Synaptic vesicle activity in stimulated and unstimulated photoreceptor axons in the housefly. A freeze-fracture study.

Abstract

Light-stimulated and unstimulated photoreceptor (retinular) axon terminals in the lamina ganglionaris (first optic neuropil) of the housefly are examined using freeze-fracture replication. The presence of numerous, cross-fractured capitate projections permits unmistakable identification of the retinular axon terminal membrane. Regardless of the conditions of illumination, the protoplasmic face (P-face) of the terminal membrane contains numerous bowtie-shaped particle clusters (active zones) which resemble the en face form and disposition of the presynaptic ribbon found in thin sections. Estimates from freeze-fractured material indicate that each retinular axon possesses at least 175 such active zones. In eyes fixed during illumination, active zones are surrounded by many membrane dimples indicative of vesicle fusion sites. Such synaptic vesicle sites are seldom encountered in terminals which are dark-adapted and fixed in the dark.
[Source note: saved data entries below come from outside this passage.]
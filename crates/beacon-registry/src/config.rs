//! # Registry Configuration
//!
//! Owner-mutable configuration owned by the registry instance. Zeroed until
//! `initialize` runs; mutated only through the owner-gated service
//! operations. No ambient or static state.

use registry_types::Address;

/// Process-wide registry configuration.
#[derive(Clone, Debug, Default)]
pub struct RegistryConfig {
    /// The only identity allowed to run admin operations.
    pub owner: Address,
    /// The only identity whose signatures submissions are accepted from.
    pub trusted_signer: Address,
    /// Destination for submission fees.
    pub fee_collector: Address,
    /// Maximum age of a submission's `created_at` at call time, in seconds.
    pub signature_ttl_seconds: u64,
    /// Prefix for trait metadata URIs.
    pub trait_uri: String,
    /// Prefix for beacon metadata URIs.
    pub beacon_uri: String,
    /// When true, every read and write entry point fails `Paused`.
    pub paused: bool,
}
Results from light-adapted eyes placed in the dark following the onset of fixation suggest that endocytosis may occur in the extrasynaptic regions of this inhibitory synapse. P-face particles are uniformly distributed throughout the extrasynaptic regions of unstimulated terminals. Particle density increases in areas peripheral to the active zones in stimulated eyes, particularly within the regions presumed to be undergoing active endocytosis. These structural findings are discussed in the context of the Heuser-Reese model of vesicle exocytosis and recycling.